//! Engify relay: validates extension requests and walks an ordered list of
//! language-model providers until one answers.
mod config;
mod error;
mod fallback;
mod prompt;
mod provider;
mod server;
mod validate;

pub use config::{
    ModelEntry, ProviderEndpoint, RelayConfig, GEMINI_BASE_URL, GEMINI_KEYS_ENV,
    OPENAI_BASE_URL, OPENAI_KEYS_ENV,
};
pub use error::{ConfigError, RelayError, ALL_MODELS_FAILED, INTERNAL_SERVER_ERROR};
pub use fallback::{pick_key, Clock, FallbackEngine};
pub use prompt::{build_prompt, instruction_for, ENHANCE_INSTRUCTION, SUMMARIZE_INSTRUCTION};
pub use provider::{
    Extraction, HttpInvoker, ProviderDescriptor, ProviderError, ProviderInvoker, ProviderKind,
};
pub use server::{router, run, RelayState};
pub use validate::{
    check_origin, parse_payload, ValidatedRequest, MSG_INVALID_BODY, MSG_INVALID_TEXT,
    MSG_MISSING_CONTEXT,
};
impl TextRange {
    pub fn new(start: Boundary, end: Boundary) -> Self {
        Self { start, end }
    }

    pub fn collapsed(at: Boundary) -> Self {
        Self { start: at, end: at }
    }

    pub fn is_collapsed(&self) -> bool {
        self.start == self.end
    }
}

/// Live state of a plain text field (`input` or `textarea`).
#[derive(Debug, Clone, PartialEq, Eq, Default)]
pub struct FieldState {
    pub value: String,
    pub selection_start: usize,
    pub selection_end: usize,
    pub input_type: Option<String>,
}

impl FieldState {
    pub fn selected_text(&self) -> Option<&str> {
        char_slice(&self.value, self.selection_start, self.selection_end)
    }
}

#[derive(Debug, Clone, Copy, PartialEq, Eq)]
pub enum DomEventKind {
    Input,
    Change,
}

#[derive(Debug, Clone, Copy, PartialEq, Eq)]
pub struct DomEvent {
    pub target: NodeId,
    pub kind: DomEventKind,
}

/// User interactions that may change the selection.
#[derive(Debug, Clone, Copy, PartialEq, Eq, Hash)]
pub enum InteractionKind {
    PointerUp,
    KeyUp,
}

#[derive(Debug, Clone, Copy, PartialEq, Eq, Hash)]
pub struct SubscriptionId(u64);

/// Read-only view of the element tree.
pub trait DomView {
    fn parent_of(&self, node: NodeId) -> Option<NodeId>;
    fn children_of(&self, node: NodeId) -> Vec<NodeId>;
    /// Lower-case tag name; `None` for text nodes.
    fn tag_of(&self, node: NodeId) -> Option<&str>;
    fn attributes_of(&self, node: NodeId) -> Vec<(&str, &str)>;
    fn bounding_box_of(&self, node: NodeId) -> Option<Rect>;
    fn text_of(&self, node: NodeId) -> String;
    fn is_editable(&self, node: NodeId) -> bool;
    fn is_attached(&self, node: NodeId) -> bool;

    fn attribute_of(&self, node: NodeId, name: &str) -> Option<&str> {
        self.attributes_of(node)
            .into_iter()
            .find(|(key, _)| key.eq_ignore_ascii_case(name))
            .map(|(_, value)| value)
    }

    fn is_element(&self, node: NodeId) -> bool {
        self.tag_of(node).is_some()
    }

    /// True when `node` is `ancestor` or one of its descendants.
    fn contains(&self, ancestor: NodeId, node: NodeId) -> bool {
        let mut current = Some(node);
        while let Some(id) = current {
            if id == ancestor {
                return true;
            }
            current = self.parent_of(id);
        }
        false
    }

    fn boundary_after(&self, node: NodeId) -> Option<Boundary> {
        let parent = self.parent_of(node)?;
        let index = self.children_of(parent).iter().position(|c| *c == node)?;
        Some(Boundary::new(parent, index + 1))
    }
}
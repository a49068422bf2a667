//! Caller and payload checks that run before any provider is contacted.

use engify_core::Mode;
use serde_json::Value;

use crate::config::RelayConfig;
use crate::error::RelayError;

pub const MSG_INVALID_TEXT: &str = "Missing or invalid text";
pub const MSG_MISSING_CONTEXT: &str = "Missing context";
pub const MSG_INVALID_BODY: &str = "Invalid JSON body";

/// A request that passed every check.
#[derive(Debug, Clone, PartialEq, Eq)]
pub struct ValidatedRequest {
    pub text: String,
    pub context: Option<String>,
    pub mode: Mode,
    pub api_key: Option<String>,
}

/// Accepts the caller only when its `Origin` starts with an allowed prefix.
pub fn check_origin(origin: Option<&str>, allowed_prefixes: &[String]) -> Result<(), RelayError> {
    match origin {
        Some(origin)
            if !origin.is_empty()
                && allowed_prefixes
                    .iter()
                    .any(|prefix| origin.starts_with(prefix.as_str())) =>
        {
            Ok(())
        }
        _ => Err(RelayError::Forbidden),
    }
}

fn optional_string(
    object: &serde_json::Map<String, Value>,
    key: &str,
) -> Result<Option<String>, ()> {
    match object.get(key) {
        None | Some(Value::Null) => Ok(None),
        Some(Value::String(value)) => Ok(Some(value.clone())),
        Some(_) => Err(()),
    }
}

/// Parses and bounds-checks a `POST /` body.
///
/// Lengths are counted in characters. Context-only modes need a non-blank
/// `context`; `text` is then optional and carries extra instructions.
pub fn parse_payload(body: &[u8], config: &RelayConfig) -> Result<ValidatedRequest, RelayError> {
    let value: Value =
        serde_json::from_slice(body).map_err(|_| RelayError::validation(MSG_INVALID_BODY))?;
    let Value::Object(object) = value else {
        return Err(RelayError::validation(MSG_INVALID_BODY));
    };

    let mode = match optional_string(&object, "mode") {
        Ok(None) => Mode::Enhance,
        Ok(Some(raw)) => Mode::parse(&raw)
            .ok_or_else(|| RelayError::validation(format!("Unknown mode: {raw}")))?,
        Err(()) => return Err(RelayError::validation("Invalid mode")),
    };

    let text =
        optional_string(&object, "text").map_err(|_| RelayError::validation(MSG_INVALID_TEXT))?;
    let context = optional_string(&object, "context")
        .map_err(|_| RelayError::validation("Invalid context"))?
        .filter(|context| !context.trim().is_empty());
    let api_key = optional_string(&object, "apiKey")
        .map_err(|_| RelayError::validation("Invalid apiKey"))?
        .map(|key| key.trim().to_string())
        .filter(|key| !key.is_empty());

    let text = if mode.is_context_only() {
        if context.is_none() {
            return Err(RelayError::validation(MSG_MISSING_CONTEXT));
        }
        text.unwrap_or_default()
    } else {
        match text {
            Some(text) if text.trim().chars().count() >= config.min_text_chars => text,
            _ => return Err(RelayError::validation(MSG_INVALID_TEXT)),
        }
    };

    if text.chars().count() > config.max_text_chars {
        return Err(RelayError::validation(format!(
            "Text too long. Maximum {} characters.",
            config.max_text_chars
        )));
    }
    if let Some(context) = &context {
        if context.chars().count() > config.max_context_chars {
            return Err(RelayError::validation(format!(
                "Context too long. Maximum {} characters.",
                config.max_context_chars
            )));
        }
    }

    Ok(ValidatedRequest {
        text,
        context,
        mode,
        api_key,
    })
}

◆ ◆ ◆ ◆ ◆

- **Activity**: For the records above, state the number of lines that include the string "when" and add nothing.

- **Exercise output**: 2